На Пласа дель Кастильо по-прежнему бушевала толпа: все семь дней Сан-Фермина люди не спят — лишь только утром после <энсьерро> выпьют вина, съедят сандвич и лягут на улице или в сквере, несмотря на категорический запрет полиции. (Впрочем, несмотря на многие категорические запреты, испанцы все более и более открыто игнорируют официальные <табу>. В <Каса Марсельяно>, где сидели за соседним столиком французы, молодые студенты из Мадрида кричали: <Да здравствует блок всех левых сил!> Это было невозможным год назад, как невозможной была открытая продажа советских книг, — сейчас они появились на книжных витринах.)
Мы проталкивались сквозь толпу, к бару <Чокко>, где Старик всегда пил кофе рано утром после <энсьерро>, и я смотрел на Тино, которого многие узнавали, и дивился той маске трагизма, которая была на его лице. Наверное, каждый тореро постоянно ощущает состояние трагедии, и не только в госпитале после ранения, но и сейчас, ночью, глядя на толпу, которая знает его, приветствует и любит, но до тех лишь пор, пока он — Тино и пока он не погиб, или не испугался, или не заболел; тогда его предадут презрительному забвению. (Впрочем, подумал я, только ли к одним тореро приложимо это? Литератор, переставший писать, состарившаяся балерина разве все это не составляет одну цепь — тяжелые вериги искусства?)

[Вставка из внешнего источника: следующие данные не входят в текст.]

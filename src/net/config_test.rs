use super::*;

#[test]
fn parse_base_url_trims_trailing_slashes() {
    assert_eq!(parse_base_url(Some("http://api.test:9000/")), "http://api.test:9000");
    assert_eq!(parse_base_url(Some("http://api.test//")), "http://api.test");
    assert_eq!(parse_base_url(Some("  http://api.test  ")), "http://api.test");
}

#[test]
fn parse_base_url_falls_back_to_default() {
    assert_eq!(parse_base_url(None), DEFAULT_API_BASE_URL);
    assert_eq!(parse_base_url(Some("")), DEFAULT_API_BASE_URL);
    assert_eq!(parse_base_url(Some("   ")), DEFAULT_API_BASE_URL);
}

#[test]
fn parse_bool_accepts_common_spellings() {
    for val in ["1", "true", "yes", "on", "TRUE", "On", "  yes  "] {
        assert_eq!(parse_bool(val), Some(true), "expected true for {val:?}");
    }
    for val in ["0", "false", "no", "off", "FALSE", "Off"] {
        assert_eq!(parse_bool(val), Some(false), "expected false for {val:?}");
    }
}

#[test]
fn parse_bool_rejects_anything_else() {
    assert_eq!(parse_bool(""), None);
    assert_eq!(parse_bool("maybe"), None);
    assert_eq!(parse_bool("2"), None);
}

#[test]
fn default_targets_local_backend_with_credentials() {
    let cfg = ApiConfig::default();
    assert!(cfg.include_credentials);
    if option_env!("SOCIAL_NET_API_URL").is_none() {
        assert_eq!(cfg.base_url, "http://localhost:8080");
        assert_eq!(cfg.info_url(), "http://localhost:8080/api/info");
    }
}

#[test]
fn builders_override_fields() {
    let cfg = ApiConfig::default()
        .with_base_url("http://127.0.0.1:4000/")
        .with_credentials(false);
    assert_eq!(cfg.base_url, "http://127.0.0.1:4000");
    assert!(!cfg.include_credentials);
    assert_eq!(cfg.info_url(), "http://127.0.0.1:4000/api/info");
}

// The only test that touches process env, so no other test races it.
#[test]
fn from_env_applies_overrides_and_ignores_invalid_values() {
    unsafe {
        std::env::set_var(API_URL_ENV, "https://social.example/");
        std::env::set_var(INCLUDE_CREDENTIALS_ENV, "off");
    }
    let cfg = ApiConfig::from_env();
    assert_eq!(cfg.base_url, "https://social.example");
    assert!(!cfg.include_credentials);

    unsafe { std::env::set_var(INCLUDE_CREDENTIALS_ENV, "sometimes") };
    assert!(ApiConfig::from_env().include_credentials);

    unsafe {
        std::env::remove_var(API_URL_ENV);
        std::env::remove_var(INCLUDE_CREDENTIALS_ENV);
    }
    assert_eq!(ApiConfig::from_env(), ApiConfig::default());
}
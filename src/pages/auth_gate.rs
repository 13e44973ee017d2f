//! Entry page mounted at `/`.
//!
//! Placeholder only: no session check and no redirect happen here.

use leptos::prelude::*;
use leptos_router::components::A;

#[component]
pub fn AuthGatePage() -> impl IntoView {
    view! {
        <div class="auth-gate">
            <h1>"Social Network"</h1>
            <div class="auth-gate__actions">
                <A href="/login">"Log in"</A>
                <A href="/register">"Register"</A>
                <A href="/home">"Go to the forum"</A>
            </div>
        </div>
    }
}
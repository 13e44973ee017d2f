//! Page modules for route-level screens.
//!
//! ARCHITECTURE
//! ============
//! One page per `routes::PageId`. Pages are mount targets only: login,
//! registration and forum behavior live on the backend and are not driven
//! from here. The info and profile pages read `/api/info`.

pub mod auth_gate;
pub mod forum;
pub mod info;
pub mod login;
pub mod profile;
pub mod register;
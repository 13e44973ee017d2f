//! API client configuration.
//!
//! Defaults point at the local backend with credentials included. The base
//! URL can be baked in at compile time (`SOCIAL_NET_API_URL`) for browser
//! builds, and both values can be overridden from the process environment
//! on native targets.

#[cfg(test)]
#[path = "config_test.rs"]
mod config_test;

pub const DEFAULT_API_BASE_URL: &str = "http://localhost:8080";
pub const INFO_PATH: &str = "/api/info";

pub const API_URL_ENV: &str = "SOCIAL_NET_API_URL";
pub const INCLUDE_CREDENTIALS_ENV: &str = "SOCIAL_NET_INCLUDE_CREDENTIALS";

#[derive(Debug, Clone, PartialEq, Eq)]
pub struct ApiConfig {
    /// Backend origin without a trailing slash.
    pub base_url: String,
    /// Send session cookies with every request.
    pub include_credentials: bool,
}

impl Default for ApiConfig {
    fn default() -> Self {
        Self {
            base_url: parse_base_url(option_env!("SOCIAL_NET_API_URL")),
            include_credentials: true,
        }
    }
}

impl ApiConfig {
    /// Build config from the defaults plus runtime environment overrides.
    ///
    /// Optional:
    /// - `SOCIAL_NET_API_URL`: backend origin
    /// - `SOCIAL_NET_INCLUDE_CREDENTIALS`: `1/true/yes/on` or `0/false/no/off`
    #[must_use]
    pub fn from_env() -> Self {
        let defaults = Self::default();
        let base_url = std::env::var(API_URL_ENV)
            .ok()
            .map_or(defaults.base_url, |raw| parse_base_url(Some(&raw)));
        let include_credentials = std::env::var(INCLUDE_CREDENTIALS_ENV)
            .ok()
            .and_then(|raw| parse_bool(&raw))
            .unwrap_or(defaults.include_credentials);
        Self { base_url, include_credentials }
    }

    #[must_use]
    pub fn with_base_url(mut self, base_url: &str) -> Self {
        self.base_url = parse_base_url(Some(base_url));
        self
    }

    #[must_use]
    pub fn with_credentials(mut self, include: bool) -> Self {
        self.include_credentials = include;
        self
    }

    /// Absolute URL of the user-info endpoint.
    #[must_use]
    pub fn info_url(&self) -> String {
        format!("{}{INFO_PATH}", self.base_url)
    }
}

fn parse_base_url(raw: Option<&str>) -> String {
    match raw.map(str::trim) {
        Some(url) if !url.is_empty() => url.trim_end_matches('/').to_owned(),
        _ => DEFAULT_API_BASE_URL.to_owned(),
    }
}

fn parse_bool(raw: &str) -> Option<bool> {
    match raw.trim().to_ascii_lowercase().as_str() {
        "1" | "true" | "yes" | "on" => Some(true),
        "0" | "false" | "no" | "off" => Some(false),
        _ => None,
    }
}
//! Info check page mounted at `/info`.
//!
//! Loads `/api/info` once on mount and shows the payload or the failure.

#[cfg(test)]
#[path = "info_test.rs"]
mod info_test;

use leptos::prelude::*;
use leptos_router::components::A;

use crate::components::nav_bar::NavBar;
use crate::components::user_info_card::UserInfoCard;
use crate::net::types::RequestFailed;

/// User-facing text for a failed info request.
pub(crate) fn failure_message(err: &RequestFailed) -> String {
    if err.is_unauthorized() {
        "You are not signed in.".to_owned()
    } else {
        format!("Could not load your info ({err}).")
    }
}

/// Failure notice with a login link for unauthorized answers.
#[component]
pub fn InfoFailure(error: RequestFailed) -> impl IntoView {
    let show_login = error.is_unauthorized();
    view! {
        <div class="info-failure">
            <p class="info-failure__message">{failure_message(&error)}</p>
            <Show when=move || show_login>
                <A href="/login">"Log in"</A>
            </Show>
        </div>
    }
}

#[component]
pub fn CheckInfoPage() -> impl IntoView {
    let info = LocalResource::new(|| crate::net::api::fetch_info());

    view! {
        <div class="info-page">
            <NavBar/>
            <h1>"My info"</h1>
            <Suspense fallback=move || view! { <p>"Loading info..."</p> }>
                {move || {
                    info.get()
                        .map(|result| match result {
                            Ok(resp) => view! { <UserInfoCard info=resp/> }.into_any(),
                            Err(error) => view! { <InfoFailure error=error/> }.into_any(),
                        })
                }}
            </Suspense>
        </div>
    }
}
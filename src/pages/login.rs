//! Login page.

use leptos::prelude::*;
use leptos_router::components::A;

#[component]
pub fn LoginPage() -> impl IntoView {
    view! {
        <div class="login-page">
            <h1>"Log in"</h1>
            <p>"Sign in to join the conversation."</p>
            <p class="login-page__alt">
                "No account yet? "
                <A href="/register">"Register"</A>
            </p>
        </div>
    }
}
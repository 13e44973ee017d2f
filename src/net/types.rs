//! Wire types for the user-info endpoint.
//!
//! DESIGN
//! ======
//! `InfoResponse` stays an opaque JSON value: `fetch_info` never asserts a
//! shape. Pages that want named fields go through `InfoResponse::user_info`,
//! which is allowed to fail without turning a successful fetch into an error.

#[cfg(test)]
#[path = "types_test.rs"]
mod types_test;

use std::ops::Deref;

use serde::{Deserialize, Serialize};

// =============================================================================
// RESPONSES
// =============================================================================

/// JSON payload returned by `GET /api/info`, passed through unvalidated.
#[derive(Debug, Clone, PartialEq, Serialize, Deserialize)]
#[serde(transparent)]
pub struct InfoResponse(serde_json::Value);

impl InfoResponse {
    #[must_use]
    pub fn new(value: serde_json::Value) -> Self {
        Self(value)
    }

    /// Typed view of the payload, or `None` when it is not a user record.
    #[must_use]
    pub fn user_info(&self) -> Option<UserInfo> {
        UserInfo::deserialize(&self.0).ok()
    }
}

impl Deref for InfoResponse {
    type Target = serde_json::Value;

    fn deref(&self) -> &Self::Target {
        &self.0
    }
}

impl From<serde_json::Value> for InfoResponse {
    fn from(value: serde_json::Value) -> Self {
        Self(value)
    }
}

impl PartialEq<serde_json::Value> for InfoResponse {
    fn eq(&self, other: &serde_json::Value) -> bool {
        &self.0 == other
    }
}

/// User record as the backend encodes it. Keys are capitalized.
#[derive(Debug, Clone, PartialEq, Eq, Serialize, Deserialize)]
#[serde(rename_all = "PascalCase")]
pub struct UserInfo {
    pub username: String,
    pub email: String,
    pub firstname: String,
    pub lastname: String,
    pub date: String,
    #[serde(default)]
    pub bio: String,
}

impl UserInfo {
    /// `"First Last"`, falling back to the username when both are blank.
    #[must_use]
    pub fn display_name(&self) -> String {
        let full = format!("{} {}", self.firstname.trim(), self.lastname.trim());
        let full = full.trim();
        if full.is_empty() { self.username.clone() } else { full.to_owned() }
    }
}

// =============================================================================
// ERRORS
// =============================================================================

/// Failure of a user-info request. Every variant is terminal for the call.
#[derive(Debug, Clone, PartialEq, Eq, thiserror::Error)]
pub enum RequestFailed {
    /// The backend answered with a non-success status.
    #[error("request failed with status {status}")]
    Status { status: u16 },

    /// The request could not be sent or the body could not be read.
    #[error("request could not complete: {0}")]
    Transport(String),

    /// The body was not valid JSON.
    #[error("response body is not valid JSON: {0}")]
    Decode(String),
}

impl RequestFailed {
    /// True for 401/403 answers, which callers usually treat as "not signed in".
    #[must_use]
    pub fn is_unauthorized(&self) -> bool {
        matches!(self, Self::Status { status: 401 | 403 })
    }
}
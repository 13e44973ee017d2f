//! Profile page mounted at `/profile`.

#[cfg(test)]
#[path = "profile_test.rs"]
mod profile_test;

use leptos::prelude::*;

use super::info::InfoFailure;
use crate::components::nav_bar::NavBar;
use crate::components::user_info_card::UserInfoCard;
use crate::net::types::InfoResponse;

/// Heading for the profile: the user's name, or a generic title when the
/// payload is not a user record.
pub(crate) fn profile_heading(info: &InfoResponse) -> String {
    info.user_info()
        .map_or_else(|| "Profile".to_owned(), |user| user.display_name())
}

#[component]
pub fn ProfilePage() -> impl IntoView {
    let info = LocalResource::new(|| crate::net::api::fetch_info());

    view! {
        <div class="profile-page">
            <NavBar/>
            <Suspense fallback=move || view! { <p>"Loading profile..."</p> }>
                {move || {
                    info.get()
                        .map(|result| match result {
                            Ok(resp) => {
                                let heading = profile_heading(&resp);
                                view! {
                                    <section class="profile-page__body">
                                        <h1>{heading}</h1>
                                        <UserInfoCard info=resp/>
                                    </section>
                                }
                                    .into_any()
                            }
                            Err(error) => view! { <InfoFailure error=error/> }.into_any(),
                        })
                }}
            </Suspense>
        </div>
    }
}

…А ранним утром, когда по улице Эстафеты с олимпийской скоростью километр за полторы минуты — быки пронеслись и ранили шестерых <афисионадо>, мы сидели на Пласа де Торос. Только-только с арены ушел оркестр — поскольку люди здесь собираются загодя, на рассвете, часов в шесть, чтобы занять места получше, памплонцы два часа радуют гостей прекрасными песнями Наварры, танцами Астурии, страны басков, и на Пласа де Торос выскакивают зрители, ибо они не в силах сдерживать себя, им надо двигаться, все время двигаться — до тех пор, пока на арену не вбегут люди, а следом за ними, поднимая их на рога и топча копытами не ворвутся <торос>, окруженные волами с колокольчиками на потных шеях. Вот барьер перепрыгнула длинноногая девушка, жеманно пошла, виляя бедрами, задрала юбку, а ведь это не девушка, это парень дурачится: хохот, свист, веселье… Сразу же появляется полиция, <нравственность — превыше всего, что это за французские штучки>, сейчас схватят парня… Но — нет… Изменилась Испания. Полицейских освистали так, что казалось, воздух порвется, словно загрунтованный холст.
— Фуэрра! Вон! Фуэрра! Пошли прочь!
И ведь пошли прочь.
Веселье народного праздника продолжалось на арене до тех пор, пока служащие арены — их называют <работяги корриды> — не затолкали всех на трибуны — пришло время <энсьерро>.
И вот прогремела пушка, и мы услышали шум, и он катился как лавина прибоя, а потом этот единый шум распался на голоса, но и голоса в свою очередь разделились на вопль, тонкий крик, хриплый <а-а-а-ах>, а потом на арену вбежали первые <афисионадо>, а следом за ними, словно пульсирующая кровь из порванной артерии, втолкнулись следующие, а за этой второй партией, закрыв затылки руками, сталкивая друг друга с ног, ворвались третьи, последние, потому что их преследовали быки, и вся Пласа де Торос повскакивала со своих мест, заохала, закричала, а особенно кричали на трибунах <соль>, которые подешевле, и там, в отличие от трибун <сомбра>, все были в бело-красных костюмах, и все с бурдюками вина, и все поили друг друга, запрокинув головы, ловя ртом быструю черную струю тинто, и не проливали ни капли на рубашку, а если и проливали, то что из того? — все равно красный цвет на белой рубашке угоден Сан-Фермину и нужен для того, чтобы загодя злить <торос>, которые сейчас метались по арене, поддевая рогами тех, кто стоял к ним ближе, а остальные переваливались через деревянную изгородь, и что там прыжки Брумеля и Тер-Ованесяна — сигали с места, без разбега, подгоняемые зримым ощущением гибели — отточенным, холодным и гладким рогом быка, который входит в тело, словно в тесто.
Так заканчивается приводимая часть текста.